Pode acreditar que não obstante
achar-me aqui de novo, há quase vinte anos de contado, sinto-me ainda no
assombro de um xavante, repentinamente trazido da selva matogrossense para
alguma de nossa Universidades, com a obrigação de filiar-se, de inopino, aos
mais elevados estudos e às mais complicadas
disciplinas.
Em razão disso, não posso
reportar-me senão ao meu próprio ponto de vista, com as deficiências do
selvagem surpreendido junto à coroa de Civilização.
Preliminarmente, admito deva
referir-me aos nossos antigos maus hábitos. A cristalização deles, aqui, é uma praga tiranizante.

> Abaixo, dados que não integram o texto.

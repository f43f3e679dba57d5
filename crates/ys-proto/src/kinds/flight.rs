//! Kind 11, "tflight": per-tick flight telemetry of one aircraft.
//!
//! The layout reproduces the legacy client's in-memory struct: little-endian,
//! natural alignment, structure size padded to a multiple of 4.
//!
//! ```text
//! offset  width  field
//!  0      4      stopWatch
//!  4      4      ID
//!  8      2      i1            5 => damage count fits in a byte, 3 otherwise
//! 10      2      (pad)
//! 12      4x3    x, z, y       f32, in that order
//! 24      2x6    heading, AOA, bank, xSpeed, ySpeed, zSpeed
//! 36      8      u2            reserved
//! 44      2      fuel
//! 46      6      u3            reserved
//! 52      1x4    spoilerBrake, flapsGear, afterburnerSmokeTrailsGunfire, u4
//! 56      2      gunAmmo
//! 58      1x6    rockets, u5, AAM, AGM, bombs, lives
//! 64      2      u6            reserved
//! 66      1x2    elevator, aileron
//! 68      2      u7            reserved
//! 70      1      trim
//! 71      1      (pad)
//! ```
//! Total: 72 bytes.

use serde::{Deserialize, Serialize};

use crate::protocol::codec::{FieldSet, ProtocolError};
use crate::protocol::field::{FieldDescriptor, Value};
use crate::protocol::layout::{LayoutError, RecordLayout};
use crate::protocol::record::KindRecord;

/// Kind tag of flight telemetry records.
pub const KIND: u32 = 11;

/// Size of one flight telemetry record in bytes.
pub const SIZE: usize = 72;

// Placeholder offsets, shared by the table and the conversions below.
const PAD_I1: usize = 10;
const U2: usize = 36;
const U3: usize = 46;
const U4: usize = 55;
const U5: usize = 59;
const U6: usize = 64;
const U7: usize = 68;
const PAD_TAIL: usize = 71;

/// Descriptor table for kind 11, in legacy declaration order.
pub const FIELDS: &[FieldDescriptor] = &[
    FieldDescriptor::signed("stopWatch", 0, 4),
    FieldDescriptor::signed("ID", 4, 4),
    FieldDescriptor::signed("i1", 8, 2),
    FieldDescriptor::padding(PAD_I1, 2),
    FieldDescriptor::float("x", 12),
    FieldDescriptor::float("z", 16),
    FieldDescriptor::float("y", 20),
    FieldDescriptor::signed("heading", 24, 2),
    FieldDescriptor::signed("AOA", 26, 2),
    FieldDescriptor::signed("bank", 28, 2),
    FieldDescriptor::signed("xSpeed", 30, 2),
    FieldDescriptor::signed("ySpeed", 32, 2),
    FieldDescriptor::signed("zSpeed", 34, 2),
    FieldDescriptor::reserved("u2", U2, 8),
    FieldDescriptor::signed("fuel", 44, 2),
    FieldDescriptor::reserved("u3", U3, 6),
    FieldDescriptor::unsigned("spoilerBrake", 52, 1),
    FieldDescriptor::unsigned("flapsGear", 53, 1),
    FieldDescriptor::unsigned("afterburnerSmokeTrailsGunfire", 54, 1),
    FieldDescriptor::reserved("u4", U4, 1),
    FieldDescriptor::signed("gunAmmo", 56, 2),
    FieldDescriptor::unsigned("rockets", 58, 1),
    FieldDescriptor::reserved("u5", U5, 1),
    FieldDescriptor::unsigned("AAM", 60, 1),
    FieldDescriptor::unsigned("AGM", 61, 1),
    FieldDescriptor::unsigned("bombs", 62, 1),
    FieldDescriptor::unsigned("lives", 63, 1),
    FieldDescriptor::reserved("u6", U6, 2),
    FieldDescriptor::signed("elevator", 66, 1),
    FieldDescriptor::signed("aileron", 67, 1),
    FieldDescriptor::reserved("u7", U7, 2),
    FieldDescriptor::signed("trim", 70, 1),
    FieldDescriptor::padding(PAD_TAIL, 1),
];

/// Flight telemetry of one aircraft at one simulation tick.
///
/// Field values are carried as-is; the codec does not interpret them.
/// Every reserved and padding region is kept as a byte array so that
/// re-encoding reproduces the received packet exactly.
///
/// Equality compares the position floats by bit pattern, so a record
/// carrying a NaN coordinate still equals its own decoded copy.
#[derive(Debug, Clone, Default, Serialize, Deserialize)]
pub struct FlightState {
    /// Elapsed-time counter.
    pub stop_watch: i32,
    /// Entity identifier of the aircraft.
    pub id: i32,
    /// Variant tag: 5 when the damage count is a single byte, 3 otherwise.
    pub i1: i16,
    pub pad_after_i1: [u8; 2],
    pub x: f32,
    pub z: f32,
    pub y: f32,
    pub heading: i16,
    pub aoa: i16,
    pub bank: i16,
    pub x_speed: i16,
    pub y_speed: i16,
    pub z_speed: i16,
    pub u2: [u8; 8],
    pub fuel: i16,
    pub u3: [u8; 6],
    /// Bit-packed spoiler and brake state.
    pub spoiler_brake: u8,
    /// Bit-packed flaps and landing gear state.
    pub flaps_gear: u8,
    /// Bit-packed afterburner, smoke, trails and gunfire flags.
    pub afterburner_smoke_trails_gunfire: u8,
    pub u4: [u8; 1],
    pub gun_ammo: i16,
    pub rockets: u8,
    pub u5: [u8; 1],
    /// Air-to-air missiles.
    pub aam: u8,
    /// Air-to-ground missiles.
    pub agm: u8,
    pub bombs: u8,
    pub lives: u8,
    pub u6: [u8; 2],
    /// Elevator control-surface position.
    pub elevator: i8,
    /// Aileron control-surface position.
    pub aileron: i8,
    pub u7: [u8; 2],
    pub trim: i8,
    pub pad_tail: [u8; 1],
}

impl PartialEq for FlightState {
    fn eq(&self, other: &Self) -> bool {
        self.stop_watch == other.stop_watch
            && self.id == other.id
            && self.i1 == other.i1
            && self.pad_after_i1 == other.pad_after_i1
            && self.x.to_bits() == other.x.to_bits()
            && self.z.to_bits() == other.z.to_bits()
            && self.y.to_bits() == other.y.to_bits()
            && self.heading == other.heading
            && self.aoa == other.aoa
            && self.bank == other.bank
            && self.x_speed == other.x_speed
            && self.y_speed == other.y_speed
            && self.z_speed == other.z_speed
            && self.u2 == other.u2
            && self.fuel == other.fuel
            && self.u3 == other.u3
            && self.spoiler_brake == other.spoiler_brake
            && self.flaps_gear == other.flaps_gear
            && self.afterburner_smoke_trails_gunfire == other.afterburner_smoke_trails_gunfire
            && self.u4 == other.u4
            && self.gun_ammo == other.gun_ammo
            && self.rockets == other.rockets
            && self.u5 == other.u5
            && self.aam == other.aam
            && self.agm == other.agm
            && self.bombs == other.bombs
            && self.lives == other.lives
            && self.u6 == other.u6
            && self.elevator == other.elevator
            && self.aileron == other.aileron
            && self.u7 == other.u7
            && self.trim == other.trim
            && self.pad_tail == other.pad_tail
    }
}

impl KindRecord for FlightState {
    const KIND: u32 = KIND;

    fn layout() -> Result<RecordLayout, LayoutError> {
        RecordLayout::new(KIND, "tflight", FIELDS.to_vec(), SIZE)
    }

    fn from_field_set(set: &FieldSet) -> Result<Self, ProtocolError> {
        Ok(Self {
            stop_watch: set.i32("stopWatch")?,
            id: set.i32("ID")?,
            i1: set.i16("i1")?,
            pad_after_i1: set.reserved_array(PAD_I1)?,
            x: set.f32("x")?,
            z: set.f32("z")?,
            y: set.f32("y")?,
            heading: set.i16("heading")?,
            aoa: set.i16("AOA")?,
            bank: set.i16("bank")?,
            x_speed: set.i16("xSpeed")?,
            y_speed: set.i16("ySpeed")?,
            z_speed: set.i16("zSpeed")?,
            u2: set.reserved_array(U2)?,
            fuel: set.i16("fuel")?,
            u3: set.reserved_array(U3)?,
            spoiler_brake: set.u8("spoilerBrake")?,
            flaps_gear: set.u8("flapsGear")?,
            afterburner_smoke_trails_gunfire: set.u8("afterburnerSmokeTrailsGunfire")?,
            u4: set.reserved_array(U4)?,
            gun_ammo: set.i16("gunAmmo")?,
            rockets: set.u8("rockets")?,
            u5: set.reserved_array(U5)?,
            aam: set.u8("AAM")?,
            agm: set.u8("AGM")?,
            bombs: set.u8("bombs")?,
            lives: set.u8("lives")?,
            u6: set.reserved_array(U6)?,
            elevator: set.i8("elevator")?,
            aileron: set.i8("aileron")?,
            u7: set.reserved_array(U7)?,
            trim: set.i8("trim")?,
            pad_tail: set.reserved_array(PAD_TAIL)?,
        })
    }

    fn to_field_set(&self) -> FieldSet {
        let mut set = FieldSet::new(KIND);
        set.set("stopWatch", Value::I32(self.stop_watch))
            .set("ID", Value::I32(self.id))
            .set("i1", Value::I16(self.i1))
            .set("x", Value::F32(self.x))
            .set("z", Value::F32(self.z))
            .set("y", Value::F32(self.y))
            .set("heading", Value::I16(self.heading))
            .set("AOA", Value::I16(self.aoa))
            .set("bank", Value::I16(self.bank))
            .set("xSpeed", Value::I16(self.x_speed))
            .set("ySpeed", Value::I16(self.y_speed))
            .set("zSpeed", Value::I16(self.z_speed))
            .set("fuel", Value::I16(self.fuel))
            .set("spoilerBrake", Value::U8(self.spoiler_brake))
            .set("flapsGear", Value::U8(self.flaps_gear))
            .set(
                "afterburnerSmokeTrailsGunfire",
                Value::U8(self.afterburner_smoke_trails_gunfire),
            )
            .set("gunAmmo", Value::I16(self.gun_ammo))
            .set("rockets", Value::U8(self.rockets))
            .set("AAM", Value::U8(self.aam))
            .set("AGM", Value::U8(self.agm))
            .set("bombs", Value::U8(self.bombs))
            .set("lives", Value::U8(self.lives))
            .set("elevator", Value::I8(self.elevator))
            .set("aileron", Value::I8(self.aileron))
            .set("trim", Value::I8(self.trim));
        set.set_reserved(PAD_I1, self.pad_after_i1)
            .set_reserved(U2, self.u2)
            .set_reserved(U3, self.u3)
            .set_reserved(U4, self.u4)
            .set_reserved(U5, self.u5)
            .set_reserved(U6, self.u6)
            .set_reserved(U7, self.u7)
            .set_reserved(PAD_TAIL, self.pad_tail);
        set
    }
}

#[cfg(test)]
mod tests {
    use super::*;
    use crate::protocol::codec::{decode, encode, DecodePolicy};

    #[test]
    fn test_layout_is_valid_and_72_bytes() {
        let layout = FlightState::layout().unwrap();
        assert_eq!(layout.kind_tag(), 11);
        assert_eq!(layout.name(), "tflight");
        assert_eq!(layout.total_size(), 72);
    }

    #[test]
    fn test_layout_covers_every_byte() {
        let layout = FlightState::layout().unwrap();
        assert_eq!(layout.uncovered_bytes(), 0);
    }

    #[test]
    fn test_layout_has_25_named_fields_and_8_placeholders() {
        let layout = FlightState::layout().unwrap();
        assert_eq!(layout.named_fields().count(), 25);
        assert_eq!(layout.placeholders().count(), 8);
    }

    #[test]
    fn test_position_fields_are_in_x_z_y_order() {
        let layout = FlightState::layout().unwrap();
        let offset = |name| layout.field(name).map(|f| f.offset);
        assert_eq!(offset("x"), Some(12));
        assert_eq!(offset("z"), Some(16));
        assert_eq!(offset("y"), Some(20));
    }

    #[test]
    fn test_weapon_and_control_offsets() {
        let layout = FlightState::layout().unwrap();
        let offset = |name| layout.field(name).map(|f| f.offset);
        assert_eq!(offset("fuel"), Some(44));
        assert_eq!(offset("gunAmmo"), Some(56));
        assert_eq!(offset("lives"), Some(63));
        assert_eq!(offset("elevator"), Some(66));
        assert_eq!(offset("aileron"), Some(67));
        assert_eq!(offset("trim"), Some(70));
    }

    #[test]
    fn test_typed_fields_land_at_declared_offsets() {
        let state = FlightState {
            stop_watch: 100,
            id: 7,
            i1: 5,
            x: 120.5,
            fuel: -2,
            gun_ammo: 0x0102,
            lives: 9,
            trim: -1,
            u2: [1, 2, 3, 4, 5, 6, 7, 8],
            pad_tail: [0xEE],
            ..FlightState::default()
        };
        let layout = FlightState::layout().unwrap();
        let bytes = encode(&state.to_field_set(), &layout).unwrap();
        assert_eq!(bytes.len(), SIZE);
        assert_eq!(bytes[0..4], 100i32.to_le_bytes());
        assert_eq!(bytes[4..8], 7i32.to_le_bytes());
        assert_eq!(bytes[8..10], [5, 0]);
        assert_eq!(bytes[12..16], 120.5f32.to_le_bytes());
        assert_eq!(bytes[36..44], [1, 2, 3, 4, 5, 6, 7, 8]);
        assert_eq!(bytes[44..46], [0xFE, 0xFF]);
        assert_eq!(bytes[56..58], [0x02, 0x01]);
        assert_eq!(bytes[63], 9);
        assert_eq!(bytes[70], 0xFF);
        assert_eq!(bytes[71], 0xEE);
    }

    #[test]
    fn test_equality_compares_positions_bitwise() {
        let nan = FlightState {
            x: f32::NAN,
            ..FlightState::default()
        };
        assert_eq!(nan, nan.clone());
        let negative_zero = FlightState {
            y: -0.0,
            ..FlightState::default()
        };
        assert_ne!(negative_zero, FlightState::default());
        let other_fuel = FlightState {
            fuel: 1,
            ..FlightState::default()
        };
        assert_ne!(other_fuel, FlightState::default());
    }

    #[test]
    fn test_decode_then_convert_round_trip() {
        let bytes: Vec<u8> = (0..SIZE as u8).collect();
        let layout = FlightState::layout().unwrap();
        let set = decode(&bytes, &layout, DecodePolicy::strict()).unwrap();
        let state = FlightState::from_field_set(&set).unwrap();
        assert_eq!(state.pad_after_i1, [10, 11]);
        assert_eq!(state.u3, [46, 47, 48, 49, 50, 51]);
        assert_eq!(state.u5, [59]);
        assert_eq!(state.to_field_set(), set);
        assert_eq!(encode(&state.to_field_set(), &layout).unwrap(), bytes);
    }
}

Comece a renovação de seus costumes
pelo prato de cada dia. Diminua gradativamente a volúpia de comer a carne dos
animais. O cemitério na barriga é um tormento, depois da grande transição. O lombo de porco ou o bife
de vitela, temperados com sal e pimenta, não nos situam muito longe dos nossos
antepassados, os tamoios e os caiapós, que se devoravam uns aos outros.
Os excitantes largamente ingeridos
constituem outra perigosa obsessão. Tenho visto muitas almas de origem aparentemente primorosa,
dispostas a trocar o próprio Céu pelo uísque aristocrático ou pela nossa cachaça brasileira.
Tanto quanto lhe seja possível,
evite os abusos do fumo. Infunde pena a angústia dos desencarnados amantes da
nicotina.
Não se renda à tentação dos
narcóticos. Por mais aflitivas lhe pareçam as crises do estágio no corpo, aguente firme os golpes da luta. As
vítimas da cocaína, da morfina e dos barbitúricos
demoram-se largo tempo na cela escura da sede e da inércia.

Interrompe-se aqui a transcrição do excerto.